A Finance Lease agreement is generally an offering for commercial vehicles only. Finance lease is a contractual arrangement between a finance company’s (the leasing company) and a lessee (the business) that allows the customer to use a commercial vehicle over a predetermined period in exchange for regular lease payments. Unlike a contract hire agreement where the finance company retains ownership and responsibility for the vehicle, in a finance lease, the customer assumes the risks and rewards of the vehicle.

Key features of Finance Lease Agreement:

  1. Low Initial Outlay: Initial rental payments (deposit amounts) can be as little as one monthly rental or up to 50% of the vehicles value.
  2. Cost Management and Budgeting: Finance lease payments are typically fixed and spread out over the lease term, making it easier for businesses to budget and manage cash flow. This stability helps avoid unexpected expenses.
  3. Final Rental/Balloon Payment: The ability to have a final rental payment (Balloon) deferred to the end of the agreement to reduce monthly rentals for the term of the agreement.
  4. Preservation of Capital: Businesses can acquire and use the commercial vehicle without a large upfront payment, preserving capital for other business needs like expansion, marketing, or hiring.
  5. Tax Benefits: In most cases, finance lease payments are considered operational expenses and are tax-deductible. This can lead to potential tax savings for the business. On a commercial vehicle you are able to offset up to 100% of the rental payments against pre-tax profits.
  6. Access to Newer Vehicles: Commercial vehicles can become technologically outdated over time. With a finance lease, businesses can upgrade to newer models at the end of each lease term, ensuring access to the latest features and improvements.
  7. No Excess Mileage or Reconditioning Charges: Unlike a contract hire, there are no excess mileage or vehicle reconditioning charges at the end of the agreement. However, the liability of the final rental payment (balloon) remains the the customer. Excess mileage and/or excessive damage could have a negative effect on the resale or part exchange valuation at the end of the contract term. Any shortfall from the sale or part exchange value achieved would be the customers liability.
  8. End of Term Disposal: The customer has the ability to gain up to 100% of the vehicle sale equity at the end of the lease agreement.
  9. Secondary/Peppercorn Rentals: In most cases, the finance company offers the ability to extend the contract term when the original lease agreement expires. This is called a secondary or peppercorn rental. The secondary rental payment is a one-off annual payment that is paid yearly until the vehicle is sold or part exchanged to an unrelated 3rd party. Terms and conditions apply.

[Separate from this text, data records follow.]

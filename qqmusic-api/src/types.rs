//! Entity types handed to hosts.
//!
//! These are read-only projections of upstream payloads. They serialize in
//! camelCase because they end up as JSON on the far side of the boundary.

use serde::Serialize;

use crate::error::{QqMusicError, Result};

/// A singer (artist).
#[derive(Debug, Clone, PartialEq, Eq, Serialize)]
#[serde(rename_all = "camelCase")]
pub struct Singer {
    /// Upstream singer mid (e.g. `0025NhlN2yWrP4`).
    pub mid: String,
    pub name: String,
}

/// An album.
///
/// Songs embed a brief album (`mid`, `name`, `cover_url`); the album info
/// endpoint fills the remaining fields.
#[derive(Debug, Clone, PartialEq, Eq, Serialize)]
#[serde(rename_all = "camelCase")]
pub struct Album {
    pub mid: String,
    pub name: String,
    #[serde(skip_serializing_if = "Option::is_none")]
    pub cover_url: Option<String>,
    #[serde(skip_serializing_if = "Vec::is_empty")]
    pub singers: Vec<Singer>,
    #[serde(skip_serializing_if = "Option::is_none")]
    pub publish_date: Option<String>,
    #[serde(skip_serializing_if = "Option::is_none")]
    pub description: Option<String>,
}

/// A song (track).
#[derive(Debug, Clone, PartialEq, Eq, Serialize)]
#[serde(rename_all = "camelCase")]
pub struct Song {
    /// Numeric song id, when the upstream supplies one.
    #[serde(skip_serializing_if = "Option::is_none")]
    pub id: Option<u64>,
    /// Song mid, used by the URL and lyric resolvers.
    pub mid: String,
    pub name: String,
    pub singers: Vec<Singer>,
    #[serde(skip_serializing_if = "Option::is_none")]
    pub album: Option<Album>,
    /// Duration in seconds.
    pub duration_secs: u64,
}

/// A music video.
#[derive(Debug, Clone, PartialEq, Eq, Serialize)]
#[serde(rename_all = "camelCase")]
pub struct Mv {
    pub vid: String,
    pub name: String,
    pub singers: Vec<Singer>,
    #[serde(skip_serializing_if = "Option::is_none")]
    pub cover_url: Option<String>,
    #[serde(skip_serializing_if = "Option::is_none")]
    pub description: Option<String>,
    pub duration_secs: u64,
}

/// Abbreviated user info embedded in [`Playlist`].
#[derive(Debug, Clone, PartialEq, Eq, Serialize)]
#[serde(rename_all = "camelCase")]
pub struct Owner {
    #[serde(skip_serializing_if = "Option::is_none")]
    pub uin: Option<String>,
    pub name: String,
}

/// A playlist. `tracks` is only populated by the detail resolver.
#[derive(Debug, Clone, PartialEq, Eq, Serialize)]
#[serde(rename_all = "camelCase")]
pub struct Playlist {
    pub id: String,
    pub title: String,
    #[serde(skip_serializing_if = "Option::is_none")]
    pub cover_url: Option<String>,
    #[serde(skip_serializing_if = "Option::is_none")]
    pub description: Option<String>,
    pub track_count: u64,
    #[serde(skip_serializing_if = "Option::is_none")]
    pub owner: Option<Owner>,
    #[serde(skip_serializing_if = "Option::is_none")]
    pub tracks: Option<Vec<Song>>,
    /// Track records dropped because they were malformed.
    #[serde(skip_serializing_if = "is_zero")]
    pub skipped_tracks: u64,
}

/// Lyrics in LRC format.
#[derive(Debug, Clone, PartialEq, Eq, Serialize)]
#[serde(rename_all = "camelCase")]
pub struct Lyric {
    pub text: String,
    #[serde(skip_serializing_if = "Option::is_none")]
    pub translation: Option<String>,
}

/// Which resolver stage produced a [`SongUrl`].
#[derive(Debug, Clone, Copy, PartialEq, Eq, Serialize)]
#[serde(rename_all = "camelCase")]
pub enum UrlSource {
    Primary,
    Mirror,
}

/// A playable (temporary) audio URL.
#[derive(Debug, Clone, PartialEq, Eq, Serialize)]
#[serde(rename_all = "camelCase")]
pub struct SongUrl {
    pub url: String,
    pub quality: Quality,
    pub source: UrlSource,
}

/// One page of search results.
#[derive(Debug, Clone, PartialEq, Eq, Serialize)]
#[serde(rename_all = "camelCase")]
pub struct SearchPage<T> {
    pub keyword: String,
    /// 1-based page number.
    pub page: u32,
    pub page_size: u32,
    pub total: u64,
    pub items: Vec<T>,
}

/// Public profile of the logged-in user.
#[derive(Debug, Clone, PartialEq, Eq, Serialize)]
#[serde(rename_all = "camelCase")]
pub struct UserProfile {
    pub uin: String,
    pub nickname: String,
    #[serde(skip_serializing_if = "Option::is_none")]
    pub avatar_url: Option<String>,
}

/// Audio quality, mapped to the upstream file name prefix and extension.
///
/// | Variant    | Prefix | Ext    | Typical bitrate |
/// |------------|--------|--------|-----------------|
/// | `Aac`      | `C400` | `m4a`  | 96 kbps         |
/// | `Standard` | `M500` | `mp3`  | 128 kbps        |
/// | `High`     | `M800` | `mp3`  | 320 kbps        |
/// | `Lossless` | `F000` | `flac` | lossless (VIP)  |
#[derive(Debug, Clone, Copy, PartialEq, Eq, Serialize)]
#[serde(rename_all = "camelCase")]
pub enum Quality {
    Aac,
    Standard,
    High,
    Lossless,
}

impl Quality {
    /// Parse a host-supplied quality name. Empty input means [`Quality::Aac`].
    pub fn parse(s: &str) -> Result<Self> {
        match s.trim().to_ascii_lowercase().as_str() {
            "" | "aac" | "m4a" => Ok(Self::Aac),
            "standard" | "128" | "mp3_128" => Ok(Self::Standard),
            "high" | "320" | "mp3_320" => Ok(Self::High),
            "lossless" | "flac" => Ok(Self::Lossless),
            other => Err(QqMusicError::InvalidArgument(format!("unknown quality: {other}"))),
        }
    }

    /// Upstream media file name for song `mid`.
    pub fn filename(self, mid: &str) -> String {
        let (prefix, ext) = match self {
            Self::Aac => ("C400", "m4a"),
            Self::Standard => ("M500", "mp3"),
            Self::High => ("M800", "mp3"),
            Self::Lossless => ("F000", "flac"),
        };
        format!("{prefix}{mid}{mid}.{ext}")
    }
}

/// Search target, mapped to the upstream `search_type` parameter.
#[derive(Debug, Clone, Copy, PartialEq, Eq)]
pub enum SearchType {
    Song = 0,
    Singer = 1,
    Album = 2,
    Mv = 4,
}

impl SearchType {
    /// Key of the result list under `req.data.body`.
    pub(crate) fn body_key(self) -> &'static str {
        match self {
            Self::Song => "song",
            Self::Singer => "singer",
            Self::Album => "album",
            Self::Mv => "mv",
        }
    }
}

#[allow(clippy::trivially_copy_pass_by_ref)]
fn is_zero(n: &u64) -> bool {
    *n == 0
}

#[cfg(test)]
mod tests {
    use super::*;

    #[test]
    fn quality_names() {
        assert_eq!(Quality::parse("").unwrap(), Quality::Aac);
        assert_eq!(Quality::parse("HIGH").unwrap(), Quality::High);
        assert_eq!(Quality::parse("flac").unwrap(), Quality::Lossless);
        assert!(Quality::parse("ultra").is_err());
    }

    #[test]
    fn filenames_repeat_mid() {
        assert_eq!(Quality::High.filename("abc"), "M800abcabc.mp3");
        assert_eq!(Quality::Aac.filename("abc"), "C400abcabc.m4a");
    }
}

Concerns of a Finance Lease Agreement:

While a Finance Lease Agreement for a commercial vehicle can offer several benefits, there are also certain concerns and potential drawbacks that businesses should be aware of before entering into such an arrangement. Some of the concerns include:

  1. Ownership: The customer will not own a finance lease vehicle.
  2. Road Tax: In the case of a new vehicle, The first years road tax is included within the finance lease agreement, the proceeding years road tax is the responsibility of the customer.
  3. Residual Value Risk: With a finance lease, the customer often assumes the risk of the vehicle’s residual value (its value at the end of the lease term sometimes referred to as a Balloon payment). If the actual market value of the vehicle is lower than expected at the end of the lease, the customer will be responsible for paying the difference.
  4. Maintenance and Repairs: The customer will be responsible for all running costs, maintenance and repairing the vehicle.
  5. Commitment Period: Finance lease agreements typically have fixed terms, which could lead to inflexibility if the business’s needs change during the lease period. Early termination of a lease agreement is possible, however there might involve additional costs.
  6. Market Changes: Depending on the commercial vehicle market, the actual value of the vehicle at the end of the lease may be uncertain. Changes in technology, demand, or market conditions could affect the vehicle’s value and potentially impact the customer’s financial position.
  7. Credit Considerations: Leasing agreements often involve credit checks and may impact the customer’s credit rating. It’s important to be aware of the potential credit implications of entering into a finance lease.
  8. Motor Insurance: It is the responsibility of the customer to ensure the vehicle is adequately insured with a comprehensive motor insurance policy.

Within New Vehicle Solutions Limited there are a number of finance options we are able to provide. Based on our discussions and your responses to our questions we will have narrowed down this selection to the one that may be most appropriate given your personal circumstances and requirements. We do however believe it is important that in making the decision you are aware of all finance options we have available (some of which may not be applicable in your particular circumstances) and have relevant information on the options available. Further information on the types of finance options we are able to offer can be obtained from organisations such as the Finance and Leasing Association or the Money Advice Service Details of alternative finance options and their explanations will be provided to you as part of our Initial Disclosure Terms of Business document.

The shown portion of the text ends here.